Looking back, 2005 marked something of a milestone in Tom’s story. We had pretty much weaned him off the chemotherapy, his heart was stable and we could finally see our little boy’s face.
For a further year, he would crawl and wander around with a “dangly” in his tummy: the PEG tube that had been inserted was either curled up and taped to his belly, or popped inside a little bag that hung around his neck. Whenever came time to feed him (still very often indeed), we would attach an additional tube (extension) and syringe, and wait once again for gravity to deliver the formula to his stomach. The gravity dance was the same as it had been with the NG tube: a little too low and formula came back up and into the syringe; a little too high and it was too fast, and vomit swiftly ensued!
Finally the day came when we swapped the “dangly” for a “button”! Other than the need for another general anaesthetic, this was a day of great celebration. The button was tidy, easy to manage and could be replaced at home in the case of a blockage or other issue. No more dangling tubes!
So… stability! At least in the specific area of how we were able to deliver food to our boy’s stomach. That done, the focus turned all the more intensely to finding the one, magical formula that dieticians and doctors alike told us must be out there: the one white powder that, when mixed with water, would deliver all the nutrition our little boy needed AND stay in his tummy to be digested instead of being vomited all over my dining room table.
We had started with standard baby formula, but quickly moved on to more specialised “feeds”. He stayed on an infant feed for years longer than the recommendation, interspersed with trials of many other anti-allergenic, “pre-digested”, amino acid only feeds. All smelled and tasted worse than the previous ones and none bore any resemblance to milk or food of any human kind.
Fro the time we were prescribed specialise formula (Tom was 8 months old) to my food meltdown with the dietician when he was 3 years old, I never felt that I was feeding my baby.
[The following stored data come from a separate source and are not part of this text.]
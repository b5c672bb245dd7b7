//! AuthGate Database Layer
//!
//! Persistence for accounts. The authentication core talks to the
//! [`IdentityStore`] trait only; this crate provides two implementations:
//!
//! - [`AccountRepo`]: PostgreSQL via SQLx, uniqueness enforced by the
//!   `accounts_email_key` / `accounts_username_key` indexes
//! - [`MemoryIdentityStore`] (feature `memory`): in-process store with the
//!   same uniqueness semantics, for tests and development

pub mod config;
pub mod error;
pub mod models;
pub mod repos;
pub mod store;

#[cfg(any(test, feature = "memory"))]
pub mod memory;

use sqlx::postgres::{PgPool, PgPoolOptions};
use tracing::info;

pub use config::DatabaseConfig;
pub use error::{DbError, DbResult, UniqueKey};
#[cfg(any(test, feature = "memory"))]
pub use memory::MemoryIdentityStore;
pub use models::*;
pub use repos::*;
pub use store::IdentityStore;

/// Database connection pool
pub struct Database {
    /// PostgreSQL connection pool
    pub pg: PgPool,
}

impl Database {
    /// Connect to PostgreSQL
    pub async fn connect(config: &DatabaseConfig) -> DbResult<Self> {
        info!("Connecting to PostgreSQL: {}", config.postgres_url_masked());

        let pg = PgPoolOptions::new()
            .max_connections(config.pg_max_connections)
            .min_connections(config.pg_min_connections)
            .acquire_timeout(std::time::Duration::from_secs(config.pg_acquire_timeout_secs))
            .connect(&config.postgres_url)
            .await
            .map_err(|e| DbError::Connection(format!("PostgreSQL: {}", e)))?;

        info!("Connected to PostgreSQL");

        Ok(Self { pg })
    }

    /// Run database migrations
    pub async fn migrate(&self) -> DbResult<()> {
        info!("Running database migrations...");
        sqlx::migrate!("./migrations")
            .run(&self.pg)
            .await
            .map_err(|e| DbError::Migration(e.to_string()))?;
        info!("Migrations complete");
        Ok(())
    }

    /// Health check
    pub async fn health_check(&self) -> bool {
        sqlx::query("SELECT 1").fetch_one(&self.pg).await.is_ok()
    }

    pub fn account_repo(&self) -> AccountRepo {
        AccountRepo::new(self.pg.clone())
    }
}
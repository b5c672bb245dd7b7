//! Bearer authentication for Axum
//!
//! [`BearerAuthLayer`] resolves an `Authorization: Bearer` header to an
//! [`Account`] and stores it in the request extensions. Requests without a
//! bearer token pass through untouched; handlers decide whether
//! authentication is required by using [`RequireAuth`] or [`OptionalUser`].

use axum::{
    async_trait,
    body::Body,
    extract::{FromRequestParts, Request},
    http::{header::AUTHORIZATION, request::Parts, HeaderMap, StatusCode},
    response::Response,
};
use std::sync::Arc;
use std::task::{Context, Poll};
use tower::{Layer, Service};
use tracing::debug;

use authgate_db::Account;

use crate::bridge::AuthSessionBridge;
use crate::error::{AuthError, ErrorResponse};

/// Bearer authentication layer
#[derive(Clone)]
pub struct BearerAuthLayer {
    bridge: Arc<AuthSessionBridge>,
}

impl BearerAuthLayer {
    pub fn new(bridge: Arc<AuthSessionBridge>) -> Self {
        Self { bridge }
    }
}

impl<S> Layer<S> for BearerAuthLayer {
    type Service = BearerAuthMiddleware<S>;

    fn layer(&self, inner: S) -> Self::Service {
        BearerAuthMiddleware {
            inner,
            bridge: self.bridge.clone(),
        }
    }
}

/// Bearer authentication middleware service
#[derive(Clone)]
pub struct BearerAuthMiddleware<S> {
    inner: S,
    bridge: Arc<AuthSessionBridge>,
}

impl<S> Service<Request> for BearerAuthMiddleware<S>
where
    S: Service<Request, Response = Response> + Send + Clone + 'static,
    S::Future: Send + 'static,
{
    type Response = S::Response;
    type Error = S::Error;
    type Future = std::pin::Pin<Box<dyn std::future::Future<Output = Result<Self::Response, Self::Error>> + Send>>;

    fn poll_ready(&mut self, cx: &mut Context<'_>) -> Poll<Result<(), Self::Error>> {
        self.inner.poll_ready(cx)
    }

    fn call(&mut self, req: Request) -> Self::Future {
        let bridge = self.bridge.clone();
        let mut inner = self.inner.clone();

        Box::pin(async move {
            let token = match extract_bearer_token(req.headers()) {
                Ok(Some(token)) => token,
                // No credentials - the handler decides if auth is required
                Ok(None) => return inner.call(req).await,
                Err(e) => return Ok(auth_error_response(e)),
            };

            match bridge.authenticate_bearer(&token).await {
                Ok(account) => {
                    let (mut parts, body) = req.into_parts();
                    parts.extensions.insert(account);
                    inner.call(Request::from_parts(parts, body)).await
                }
                Err(e) => {
                    debug!(error_code = e.error_code(), "Bearer token rejected");
                    Ok(auth_error_response(e))
                }
            }
        })
    }
}

/// Token from an `Authorization: Bearer` header, if any
pub fn extract_bearer_token(headers: &HeaderMap) -> Result<Option<String>, AuthError> {
    let Some(value) = headers.get(AUTHORIZATION) else {
        return Ok(None);
    };

    let value = value.to_str().map_err(|_| AuthError::TokenInvalid)?;
    match value.strip_prefix("Bearer ") {
        Some(token) if !token.trim().is_empty() => Ok(Some(token.trim().to_string())),
        Some(_) => Err(AuthError::TokenInvalid),
        // Other schemes are not ours to judge
        None => Ok(None),
    }
}

/// Create error response for authentication errors
pub fn auth_error_response(error: AuthError) -> Response {
    let status = StatusCode::from_u16(error.status_code()).unwrap_or(StatusCode::INTERNAL_SERVER_ERROR);
    let response = ErrorResponse::from(&error);

    Response::builder()
        .status(status)
        .header("Content-Type", "application/json")
        .body(Body::from(serde_json::to_string(&response).unwrap_or_default()))
        .unwrap_or_else(|_| Response::new(Body::empty()))
}

// =============================================================================
// Axum Extractors
// =============================================================================

/// Extractor for the authenticated account (optional)
pub struct OptionalUser(pub Option<Account>);

#[async_trait]
impl<S> FromRequestParts<S> for OptionalUser
where
    S: Send + Sync,
{
    type Rejection = std::convert::Infallible;

    async fn from_request_parts(parts: &mut Parts, _state: &S) -> Result<Self, Self::Rejection> {
        Ok(OptionalUser(parts.extensions.get::<Account>().cloned()))
    }
}

/// Extractor for the authenticated account
/// Returns 401 if not authenticated
pub struct RequireAuth(pub Account);

#[async_trait]
impl<S> FromRequestParts<S> for RequireAuth
where
    S: Send + Sync,
{
    type Rejection = Response;

    async fn from_request_parts(parts: &mut Parts, _state: &S) -> Result<Self, Self::Rejection> {
        parts
            .extensions
            .get::<Account>()
            .cloned()
            .map(RequireAuth)
            .ok_or_else(|| auth_error_response(AuthError::Unauthenticated))
    }
}
//! API error handling

use axum::{
    http::StatusCode,
    response::{IntoResponse, Response},
    Json,
};
use thiserror::Error;

use authgate_auth::{AuthError, AuthenticationFailed, ErrorResponse};

/// API result type
pub type ApiResult<T> = Result<T, ApiError>;

#[derive(Debug, Error)]
pub enum ApiError {
    #[error(transparent)]
    Auth(#[from] AuthError),

    #[error("Bad request: {0}")]
    BadRequest(String),

    /// Identity provider answered with an error or an unusable payload
    #[error("Identity provider error: {0}")]
    Provider(String),
}

impl ApiError {
    /// Get the HTTP status code
    pub fn status_code(&self) -> StatusCode {
        match self {
            Self::Auth(err) => {
                StatusCode::from_u16(err.status_code()).unwrap_or(StatusCode::INTERNAL_SERVER_ERROR)
            }
            Self::BadRequest(_) => StatusCode::BAD_REQUEST,
            Self::Provider(_) => StatusCode::BAD_GATEWAY,
        }
    }

    /// Message safe to show to a browser user
    pub fn client_message(&self) -> String {
        match self {
            Self::Auth(err) => err.client_message(),
            Self::BadRequest(msg) => msg.clone(),
            Self::Provider(_) => "Identity provider error".to_string(),
        }
    }

    fn error_code(&self) -> &'static str {
        match self {
            Self::Auth(err) => err.error_code(),
            Self::BadRequest(_) => "BAD_REQUEST",
            Self::Provider(_) => "PROVIDER_ERROR",
        }
    }
}

impl From<AuthenticationFailed> for ApiError {
    fn from(failed: AuthenticationFailed) -> Self {
        Self::Auth(failed.reason)
    }
}

impl From<reqwest::Error> for ApiError {
    fn from(err: reqwest::Error) -> Self {
        Self::Provider(err.to_string())
    }
}

impl IntoResponse for ApiError {
    fn into_response(self) -> Response {
        let status = self.status_code();
        if status.is_server_error() {
            tracing::error!(error = %self, "Request failed");
        }

        let body = ErrorResponse {
            code: self.error_code().to_string(),
            message: self.client_message(),
        };

        (status, Json(body)).into_response()
    }
}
Throughout this time, Tom continued to vomit – every day, several times a day. Always explosively, always messily. My washing machine was endlessly spinning with clothes, sheets, blankets, muslin cloths and towels covered in foul smelling formula vomit.
Bottles of feed had to be picked up from the chemist monthly. We “earned” the right to an additional recycling bin on our kerb to allow for all those little glass bottles. And every feed time, I felt as though I was medicating my child. At no point did I have any sense that I was feeding him, sustaining him, nurturing him.
You may think, reasonably, that the tube was the barrier to that ability to bond with my baby, but actually the tube was my friend. Its introduction meant the end of dreadful battles trying to feed him earlier. As silly and frustrating as the tube dances around the house could be, I was at least able to ensure he got the nutrition he needed.
But each time I opened a bottle of formula, the smell wafted across my face which screwed up in disgust. And with each new attempt to find that magical recipe, that one formula that would “fix” him, the pharmaceutical magicians seemed to somehow make the smell and taste that much worse.
Which I might not have continued to question, had the vomiting slowed or stopped, or had he gained any appreciable weight. But in those couple of years, he just became iller. His colour varied from grey to yellow and back again, with a very rare day of a pink tinge. His weight did increase, but ever so slowly and the child simply did not grow.
By his third birthday, I was becoming increasingly desperate, tired and …. informed. I had joined online support groups, researched nutrition, tube feeding, other children’s experience of formula. I was fast becoming an expert parent – or a “difficult” mother, depending on the doctor I spoke to.
I became convinced that there was one option that made a great deal of sense to me and that we had not tried: feeding my three year old “real” food. We had tried all the available formulas and he was getting very ill and losing weight. Nobody offered any other solution because this formula, costing around £60 a day, was the end of the line. It was the magic bullet. And somehow it became Tom’s fault that it wasn’t working… because the dieticians had no other option to offer.
I tried to contact my dietician – phone logs and emails will attest to that. She was on leave. So I called Tom’s paediatrician and had a remarkably short conversation with her. Bear in mind that by now I had a very good relationship with her! I explained my reasoning and she responded by letting me know that there was no scientific reason why ordinary food was contraindicated in Tom’s case. She advised me to go slowly and try foods one at a time, much in the same way that weaning babies do.
It was a Friday afternoon and that evening, we began a new stage of our journey with food: the blended diet.
Three days later, Tom stopped vomiting.